- _Material to process_
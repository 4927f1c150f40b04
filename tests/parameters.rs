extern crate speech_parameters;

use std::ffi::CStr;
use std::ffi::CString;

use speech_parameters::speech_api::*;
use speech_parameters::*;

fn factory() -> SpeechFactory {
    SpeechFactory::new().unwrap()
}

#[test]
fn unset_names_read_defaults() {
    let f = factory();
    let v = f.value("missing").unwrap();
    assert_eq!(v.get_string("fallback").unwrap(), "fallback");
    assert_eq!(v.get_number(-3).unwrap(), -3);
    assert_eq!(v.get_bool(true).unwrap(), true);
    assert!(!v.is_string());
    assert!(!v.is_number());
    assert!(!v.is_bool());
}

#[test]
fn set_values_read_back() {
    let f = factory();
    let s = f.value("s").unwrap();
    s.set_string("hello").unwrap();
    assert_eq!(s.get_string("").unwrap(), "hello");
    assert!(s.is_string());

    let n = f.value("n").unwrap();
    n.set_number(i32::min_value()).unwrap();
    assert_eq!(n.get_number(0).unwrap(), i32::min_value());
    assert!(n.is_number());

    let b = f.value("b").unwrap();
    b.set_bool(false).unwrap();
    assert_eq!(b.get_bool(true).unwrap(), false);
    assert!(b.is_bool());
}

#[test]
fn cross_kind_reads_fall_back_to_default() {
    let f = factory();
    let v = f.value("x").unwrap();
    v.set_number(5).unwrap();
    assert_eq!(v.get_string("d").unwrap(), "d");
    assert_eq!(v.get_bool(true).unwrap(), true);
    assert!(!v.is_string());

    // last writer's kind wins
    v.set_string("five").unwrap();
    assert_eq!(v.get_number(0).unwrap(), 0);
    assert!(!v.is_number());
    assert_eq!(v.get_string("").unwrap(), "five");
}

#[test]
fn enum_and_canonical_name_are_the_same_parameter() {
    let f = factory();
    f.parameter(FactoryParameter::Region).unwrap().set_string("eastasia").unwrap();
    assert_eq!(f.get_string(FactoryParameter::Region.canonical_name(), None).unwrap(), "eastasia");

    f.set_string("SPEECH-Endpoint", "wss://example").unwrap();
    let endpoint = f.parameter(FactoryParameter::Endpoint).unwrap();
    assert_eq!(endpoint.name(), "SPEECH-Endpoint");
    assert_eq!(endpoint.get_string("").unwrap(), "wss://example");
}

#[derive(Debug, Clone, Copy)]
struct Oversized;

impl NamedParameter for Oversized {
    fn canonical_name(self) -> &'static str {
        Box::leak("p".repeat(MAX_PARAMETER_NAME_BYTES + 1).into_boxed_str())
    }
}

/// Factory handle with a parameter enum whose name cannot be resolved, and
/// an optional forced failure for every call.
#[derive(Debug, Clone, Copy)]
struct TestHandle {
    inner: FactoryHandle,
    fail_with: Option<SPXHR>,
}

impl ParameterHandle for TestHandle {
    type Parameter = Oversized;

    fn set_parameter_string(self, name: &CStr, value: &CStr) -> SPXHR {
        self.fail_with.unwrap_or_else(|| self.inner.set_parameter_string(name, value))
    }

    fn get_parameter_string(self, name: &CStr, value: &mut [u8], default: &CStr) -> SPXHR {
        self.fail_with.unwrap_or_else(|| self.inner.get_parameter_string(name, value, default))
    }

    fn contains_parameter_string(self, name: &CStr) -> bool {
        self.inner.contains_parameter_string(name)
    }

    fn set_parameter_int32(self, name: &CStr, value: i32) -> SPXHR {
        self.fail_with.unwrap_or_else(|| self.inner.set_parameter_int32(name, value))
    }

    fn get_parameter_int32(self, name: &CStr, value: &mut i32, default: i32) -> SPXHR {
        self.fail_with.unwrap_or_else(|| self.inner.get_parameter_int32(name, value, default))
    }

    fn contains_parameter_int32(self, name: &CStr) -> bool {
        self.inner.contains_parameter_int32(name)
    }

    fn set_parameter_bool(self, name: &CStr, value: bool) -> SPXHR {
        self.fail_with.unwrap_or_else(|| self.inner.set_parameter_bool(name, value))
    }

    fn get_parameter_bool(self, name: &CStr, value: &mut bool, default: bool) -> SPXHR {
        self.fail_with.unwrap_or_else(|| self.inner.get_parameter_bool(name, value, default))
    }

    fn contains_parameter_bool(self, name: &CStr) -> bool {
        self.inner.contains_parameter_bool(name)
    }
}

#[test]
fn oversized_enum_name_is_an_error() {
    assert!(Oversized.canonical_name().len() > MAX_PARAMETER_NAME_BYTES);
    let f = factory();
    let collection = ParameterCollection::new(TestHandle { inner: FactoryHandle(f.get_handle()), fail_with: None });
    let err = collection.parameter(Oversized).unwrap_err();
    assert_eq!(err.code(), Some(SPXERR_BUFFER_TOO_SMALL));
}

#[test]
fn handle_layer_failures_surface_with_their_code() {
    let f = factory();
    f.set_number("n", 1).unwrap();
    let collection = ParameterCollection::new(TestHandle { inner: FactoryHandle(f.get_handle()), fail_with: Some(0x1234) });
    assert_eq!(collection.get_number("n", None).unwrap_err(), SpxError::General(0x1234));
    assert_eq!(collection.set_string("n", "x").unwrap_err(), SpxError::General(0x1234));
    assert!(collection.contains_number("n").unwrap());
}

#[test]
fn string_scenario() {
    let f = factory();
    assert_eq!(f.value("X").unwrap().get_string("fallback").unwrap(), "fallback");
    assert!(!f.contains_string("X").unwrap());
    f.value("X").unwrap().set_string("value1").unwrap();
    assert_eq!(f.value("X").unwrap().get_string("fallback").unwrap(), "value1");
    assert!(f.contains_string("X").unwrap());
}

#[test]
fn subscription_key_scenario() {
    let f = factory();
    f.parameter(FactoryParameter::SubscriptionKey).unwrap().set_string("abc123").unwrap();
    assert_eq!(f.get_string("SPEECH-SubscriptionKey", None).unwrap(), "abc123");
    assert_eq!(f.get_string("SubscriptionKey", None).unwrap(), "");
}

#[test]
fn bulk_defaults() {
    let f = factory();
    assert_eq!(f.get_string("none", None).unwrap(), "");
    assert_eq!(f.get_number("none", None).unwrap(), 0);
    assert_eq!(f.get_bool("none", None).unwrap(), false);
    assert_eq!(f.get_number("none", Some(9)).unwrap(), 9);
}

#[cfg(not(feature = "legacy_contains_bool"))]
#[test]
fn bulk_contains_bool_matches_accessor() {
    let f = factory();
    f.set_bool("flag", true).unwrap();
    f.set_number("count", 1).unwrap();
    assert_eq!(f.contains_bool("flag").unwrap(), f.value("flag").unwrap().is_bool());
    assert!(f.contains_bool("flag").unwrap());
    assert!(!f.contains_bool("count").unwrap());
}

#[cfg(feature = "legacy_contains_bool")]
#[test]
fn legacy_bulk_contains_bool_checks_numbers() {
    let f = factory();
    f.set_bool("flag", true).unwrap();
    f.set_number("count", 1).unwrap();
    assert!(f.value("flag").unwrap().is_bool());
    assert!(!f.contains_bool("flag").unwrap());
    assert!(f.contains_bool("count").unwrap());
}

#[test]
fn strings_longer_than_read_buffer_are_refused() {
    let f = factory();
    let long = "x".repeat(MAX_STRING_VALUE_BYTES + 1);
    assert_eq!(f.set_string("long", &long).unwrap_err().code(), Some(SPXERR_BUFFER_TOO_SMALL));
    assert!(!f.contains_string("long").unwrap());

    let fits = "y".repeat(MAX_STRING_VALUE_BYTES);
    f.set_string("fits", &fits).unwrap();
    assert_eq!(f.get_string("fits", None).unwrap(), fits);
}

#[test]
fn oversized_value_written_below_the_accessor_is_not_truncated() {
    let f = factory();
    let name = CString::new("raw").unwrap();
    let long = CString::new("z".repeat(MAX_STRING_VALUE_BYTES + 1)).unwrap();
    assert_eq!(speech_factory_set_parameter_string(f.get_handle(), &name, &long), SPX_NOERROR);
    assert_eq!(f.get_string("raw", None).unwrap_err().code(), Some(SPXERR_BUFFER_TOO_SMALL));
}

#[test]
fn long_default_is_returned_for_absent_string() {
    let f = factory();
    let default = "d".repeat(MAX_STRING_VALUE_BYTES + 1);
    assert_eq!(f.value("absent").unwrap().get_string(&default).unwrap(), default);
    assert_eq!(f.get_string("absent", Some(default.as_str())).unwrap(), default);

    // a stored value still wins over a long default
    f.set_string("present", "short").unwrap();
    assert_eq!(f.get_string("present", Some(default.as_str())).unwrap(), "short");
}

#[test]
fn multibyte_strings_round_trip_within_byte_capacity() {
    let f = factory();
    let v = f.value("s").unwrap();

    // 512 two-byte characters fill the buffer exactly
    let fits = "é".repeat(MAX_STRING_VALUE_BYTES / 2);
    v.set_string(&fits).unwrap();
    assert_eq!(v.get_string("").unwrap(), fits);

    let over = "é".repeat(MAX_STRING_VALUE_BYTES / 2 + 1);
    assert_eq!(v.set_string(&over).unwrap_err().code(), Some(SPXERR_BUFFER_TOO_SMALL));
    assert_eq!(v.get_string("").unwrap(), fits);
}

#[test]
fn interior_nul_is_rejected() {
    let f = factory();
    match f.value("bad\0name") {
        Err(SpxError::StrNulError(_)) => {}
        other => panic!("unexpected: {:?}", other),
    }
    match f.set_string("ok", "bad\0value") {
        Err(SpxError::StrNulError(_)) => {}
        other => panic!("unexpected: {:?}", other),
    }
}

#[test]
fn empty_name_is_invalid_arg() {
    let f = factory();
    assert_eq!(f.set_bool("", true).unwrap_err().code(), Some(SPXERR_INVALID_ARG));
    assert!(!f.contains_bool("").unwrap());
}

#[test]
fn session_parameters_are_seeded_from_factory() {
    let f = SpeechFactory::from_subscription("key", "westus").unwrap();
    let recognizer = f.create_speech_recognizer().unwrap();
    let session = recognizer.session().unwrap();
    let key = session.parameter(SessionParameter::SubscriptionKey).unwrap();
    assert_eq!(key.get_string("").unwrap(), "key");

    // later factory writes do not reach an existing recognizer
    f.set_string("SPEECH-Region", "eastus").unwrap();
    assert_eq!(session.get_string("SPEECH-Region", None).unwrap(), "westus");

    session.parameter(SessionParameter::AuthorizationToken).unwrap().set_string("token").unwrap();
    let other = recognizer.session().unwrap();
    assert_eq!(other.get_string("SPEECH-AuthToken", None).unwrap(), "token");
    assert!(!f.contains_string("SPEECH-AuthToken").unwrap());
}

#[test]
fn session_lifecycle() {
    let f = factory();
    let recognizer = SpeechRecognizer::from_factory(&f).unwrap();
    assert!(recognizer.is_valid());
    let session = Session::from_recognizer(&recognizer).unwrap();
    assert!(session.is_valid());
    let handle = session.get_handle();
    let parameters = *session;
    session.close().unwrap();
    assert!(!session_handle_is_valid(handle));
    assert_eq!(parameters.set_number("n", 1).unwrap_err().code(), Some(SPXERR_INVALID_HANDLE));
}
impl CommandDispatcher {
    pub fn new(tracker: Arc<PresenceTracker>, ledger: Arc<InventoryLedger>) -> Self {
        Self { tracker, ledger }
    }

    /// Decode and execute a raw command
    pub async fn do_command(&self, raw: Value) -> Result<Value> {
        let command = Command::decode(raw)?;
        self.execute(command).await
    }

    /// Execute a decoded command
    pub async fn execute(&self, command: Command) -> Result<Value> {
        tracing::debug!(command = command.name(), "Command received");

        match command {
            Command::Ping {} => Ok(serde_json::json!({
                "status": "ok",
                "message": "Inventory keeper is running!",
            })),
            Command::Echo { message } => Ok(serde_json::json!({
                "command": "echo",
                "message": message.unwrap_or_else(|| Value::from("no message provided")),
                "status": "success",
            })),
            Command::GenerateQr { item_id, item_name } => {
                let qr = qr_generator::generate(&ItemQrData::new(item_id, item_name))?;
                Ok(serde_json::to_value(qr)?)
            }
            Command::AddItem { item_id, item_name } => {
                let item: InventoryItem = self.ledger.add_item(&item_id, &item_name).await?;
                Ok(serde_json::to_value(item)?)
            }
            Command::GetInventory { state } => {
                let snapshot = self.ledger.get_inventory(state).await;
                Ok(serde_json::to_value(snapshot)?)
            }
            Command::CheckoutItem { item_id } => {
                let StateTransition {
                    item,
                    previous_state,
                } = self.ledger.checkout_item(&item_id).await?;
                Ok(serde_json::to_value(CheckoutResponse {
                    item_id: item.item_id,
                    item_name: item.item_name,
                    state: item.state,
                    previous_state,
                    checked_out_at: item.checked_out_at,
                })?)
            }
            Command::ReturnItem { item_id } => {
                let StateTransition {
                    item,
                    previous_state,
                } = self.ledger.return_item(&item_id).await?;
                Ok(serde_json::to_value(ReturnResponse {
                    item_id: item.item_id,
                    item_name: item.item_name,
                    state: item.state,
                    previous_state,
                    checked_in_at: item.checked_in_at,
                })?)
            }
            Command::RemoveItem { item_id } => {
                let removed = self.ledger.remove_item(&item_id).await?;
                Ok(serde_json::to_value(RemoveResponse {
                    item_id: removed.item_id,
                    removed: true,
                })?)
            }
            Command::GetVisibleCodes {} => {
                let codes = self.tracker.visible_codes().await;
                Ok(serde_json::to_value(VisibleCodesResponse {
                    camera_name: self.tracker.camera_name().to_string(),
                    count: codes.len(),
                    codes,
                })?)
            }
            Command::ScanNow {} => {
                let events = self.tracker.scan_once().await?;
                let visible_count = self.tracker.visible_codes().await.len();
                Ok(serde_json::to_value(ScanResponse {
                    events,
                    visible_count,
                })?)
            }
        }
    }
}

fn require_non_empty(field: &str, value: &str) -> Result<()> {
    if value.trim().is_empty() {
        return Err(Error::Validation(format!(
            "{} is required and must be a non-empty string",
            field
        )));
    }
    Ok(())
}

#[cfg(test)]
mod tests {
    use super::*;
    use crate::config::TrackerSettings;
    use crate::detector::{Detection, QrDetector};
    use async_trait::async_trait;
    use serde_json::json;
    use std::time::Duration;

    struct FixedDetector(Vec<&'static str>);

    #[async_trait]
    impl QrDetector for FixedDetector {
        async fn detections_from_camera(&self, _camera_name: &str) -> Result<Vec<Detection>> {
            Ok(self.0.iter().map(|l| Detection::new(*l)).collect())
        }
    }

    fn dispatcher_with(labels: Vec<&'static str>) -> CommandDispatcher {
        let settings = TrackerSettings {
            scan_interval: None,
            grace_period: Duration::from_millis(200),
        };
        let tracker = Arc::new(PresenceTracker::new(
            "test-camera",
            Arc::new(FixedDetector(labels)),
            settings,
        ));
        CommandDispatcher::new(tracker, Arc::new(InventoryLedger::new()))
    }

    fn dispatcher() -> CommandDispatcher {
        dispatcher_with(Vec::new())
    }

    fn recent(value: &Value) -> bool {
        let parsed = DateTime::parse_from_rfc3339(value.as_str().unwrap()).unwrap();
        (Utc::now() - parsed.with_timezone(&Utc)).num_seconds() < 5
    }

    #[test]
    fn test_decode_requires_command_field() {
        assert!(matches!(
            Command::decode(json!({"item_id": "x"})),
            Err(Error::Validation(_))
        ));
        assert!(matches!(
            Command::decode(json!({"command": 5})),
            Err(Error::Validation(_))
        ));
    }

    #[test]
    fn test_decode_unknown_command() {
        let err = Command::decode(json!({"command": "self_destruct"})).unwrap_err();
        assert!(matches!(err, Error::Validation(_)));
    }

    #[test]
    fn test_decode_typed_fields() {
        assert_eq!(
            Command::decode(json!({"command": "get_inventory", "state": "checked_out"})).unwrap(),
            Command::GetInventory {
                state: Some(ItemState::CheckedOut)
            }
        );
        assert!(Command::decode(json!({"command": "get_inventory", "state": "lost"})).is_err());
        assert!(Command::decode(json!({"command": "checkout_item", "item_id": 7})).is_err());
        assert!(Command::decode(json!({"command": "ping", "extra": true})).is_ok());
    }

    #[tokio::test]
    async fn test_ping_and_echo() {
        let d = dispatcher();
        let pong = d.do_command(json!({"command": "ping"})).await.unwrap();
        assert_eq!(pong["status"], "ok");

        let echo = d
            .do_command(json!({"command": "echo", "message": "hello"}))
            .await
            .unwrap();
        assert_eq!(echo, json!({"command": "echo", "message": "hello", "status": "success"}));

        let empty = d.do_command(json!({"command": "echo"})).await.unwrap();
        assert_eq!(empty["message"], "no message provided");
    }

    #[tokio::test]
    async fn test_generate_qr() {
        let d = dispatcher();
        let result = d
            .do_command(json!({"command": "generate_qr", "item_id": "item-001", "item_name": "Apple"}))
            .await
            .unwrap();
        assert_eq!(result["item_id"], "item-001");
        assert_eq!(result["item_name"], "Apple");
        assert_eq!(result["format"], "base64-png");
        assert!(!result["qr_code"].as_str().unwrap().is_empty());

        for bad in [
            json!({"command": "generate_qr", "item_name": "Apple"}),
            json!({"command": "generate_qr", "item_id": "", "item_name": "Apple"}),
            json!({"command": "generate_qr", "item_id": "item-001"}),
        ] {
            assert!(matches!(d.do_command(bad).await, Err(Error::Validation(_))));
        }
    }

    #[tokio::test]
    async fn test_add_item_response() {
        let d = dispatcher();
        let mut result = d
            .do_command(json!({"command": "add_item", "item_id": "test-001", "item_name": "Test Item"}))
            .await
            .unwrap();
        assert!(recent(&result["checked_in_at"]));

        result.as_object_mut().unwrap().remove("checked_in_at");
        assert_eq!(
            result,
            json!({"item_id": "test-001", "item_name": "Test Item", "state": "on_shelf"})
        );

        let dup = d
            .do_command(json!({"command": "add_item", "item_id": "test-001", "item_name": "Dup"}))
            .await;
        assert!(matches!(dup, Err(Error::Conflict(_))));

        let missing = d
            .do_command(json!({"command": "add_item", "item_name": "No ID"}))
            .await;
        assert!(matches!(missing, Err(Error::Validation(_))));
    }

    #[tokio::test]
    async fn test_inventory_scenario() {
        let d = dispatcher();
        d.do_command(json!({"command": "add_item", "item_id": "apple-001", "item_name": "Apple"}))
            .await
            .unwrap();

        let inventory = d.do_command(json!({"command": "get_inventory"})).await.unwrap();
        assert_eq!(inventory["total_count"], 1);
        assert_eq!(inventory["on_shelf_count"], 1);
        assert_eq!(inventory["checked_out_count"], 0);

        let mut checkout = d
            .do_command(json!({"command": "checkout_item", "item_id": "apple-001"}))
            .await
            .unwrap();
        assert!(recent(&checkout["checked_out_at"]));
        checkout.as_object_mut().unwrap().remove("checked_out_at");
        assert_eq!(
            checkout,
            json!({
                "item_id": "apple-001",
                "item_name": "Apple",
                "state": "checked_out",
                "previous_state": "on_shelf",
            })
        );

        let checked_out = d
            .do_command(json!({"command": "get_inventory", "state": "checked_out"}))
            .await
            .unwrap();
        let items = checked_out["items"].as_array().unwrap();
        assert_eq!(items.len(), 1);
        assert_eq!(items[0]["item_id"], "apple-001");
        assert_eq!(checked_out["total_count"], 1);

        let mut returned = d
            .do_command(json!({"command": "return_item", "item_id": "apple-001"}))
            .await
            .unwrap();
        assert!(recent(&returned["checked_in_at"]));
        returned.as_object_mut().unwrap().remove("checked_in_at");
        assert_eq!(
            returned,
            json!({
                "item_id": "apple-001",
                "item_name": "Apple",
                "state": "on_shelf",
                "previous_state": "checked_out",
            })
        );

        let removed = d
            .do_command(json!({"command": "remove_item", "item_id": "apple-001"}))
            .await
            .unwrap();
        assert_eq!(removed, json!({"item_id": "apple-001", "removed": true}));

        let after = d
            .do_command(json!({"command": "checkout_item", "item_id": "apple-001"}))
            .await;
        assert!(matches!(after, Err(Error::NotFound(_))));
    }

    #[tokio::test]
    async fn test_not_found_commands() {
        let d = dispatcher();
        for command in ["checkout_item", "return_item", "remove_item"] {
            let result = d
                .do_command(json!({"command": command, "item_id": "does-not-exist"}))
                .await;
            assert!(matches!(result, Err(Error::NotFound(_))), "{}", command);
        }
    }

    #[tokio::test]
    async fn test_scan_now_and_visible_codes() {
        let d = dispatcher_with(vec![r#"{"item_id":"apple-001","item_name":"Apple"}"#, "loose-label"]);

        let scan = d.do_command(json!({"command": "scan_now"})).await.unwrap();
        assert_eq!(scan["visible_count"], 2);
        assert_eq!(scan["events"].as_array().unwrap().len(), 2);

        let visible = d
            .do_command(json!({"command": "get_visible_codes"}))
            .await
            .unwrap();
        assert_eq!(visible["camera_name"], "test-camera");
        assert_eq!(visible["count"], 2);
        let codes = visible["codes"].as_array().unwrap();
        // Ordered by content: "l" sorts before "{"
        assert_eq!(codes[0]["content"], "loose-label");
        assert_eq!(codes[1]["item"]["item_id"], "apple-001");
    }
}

- _What is needed_
Give the count of lines in the listing where the word "SubscriptionKey" occurs, with no further words.

- _Written answer_
4